Antipsychotic medications may cause side effects like drowsiness, restlessness, or metabolic effects, though everyone reacts differently.

Schizophrenia is a chronic mental health condition that affects brain function. A person with this condition may experience episodes of psychosis, in which their perceptions, beliefs, or emotions appear disconnected from reality.

It’s estimated that globally 1% of adults are affected by schizophrenia. Because it can manifest in as a variety of symptoms, schizophrenia can be difficult to diagnose.

If you have been diagnosed with schizophrenia, you may be wondering what comes next.

The great news is that many effective treatment options are available, such as medications or talk therapy. An essential step in this journey is to explore your options and begin treatment quickly after diagnosis. This can help get your healing and recovery process started, bringing you a sense of direction and relief.

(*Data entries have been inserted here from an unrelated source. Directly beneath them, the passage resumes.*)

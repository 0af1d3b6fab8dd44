// Copyright (c) 2025 Kirky.X
//
// Licensed under the MIT License
// See LICENSE file in the project root for full license information.

/// 配置模块
///
/// 处理应用程序的配置设置，包括数据库、服务器、存储和 Eventbrite 凭据
pub mod settings;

Learning more about the different medications used to treat schizophrenia may help you feel better prepared and ready to discuss your options with your treatment team.

Medications are an essential part of a treatment plan and can relieve symptoms of schizophrenia, such as delusions or hallucinations, allowing a person to function more effectively. The most commonly prescribed types of medications for schizophrenia are typical and atypical antipsychotics.

These medications are available as:

  • tablets
  • injections
  • liquids

Typical antipsychotics

Typical antipsychotics are known as first-generation antipsychotics and were developed in the 1950s. A few examples of typical antipsychotics include:

  • Haldol (haloperidol)
  • Thorazine (chlorpromazine)
  • Stelazine (trifluoperazine)
  • Loxitane (loxapine)

Atypical antipsychotics

Atypical antipsychotics are known as second-generation antipsychotics. These medications are generally the first course of treatment because they have a lower risk of serious side effects. A few examples of atypical antipsychotics include:

Clorazil is usually prescribed only when other antipsychotics aren’t successful at relieving symptoms or when a person also experiences suicidal thoughts. This is because Clorazil is the only atypical medication indicated to help reduce suicidal thoughts. Still, it also has an increased risk of lowering a person’s white blood cell count. Your healthcare provider will need to monitor your white blood cell count initially every 1 to 2 weeks.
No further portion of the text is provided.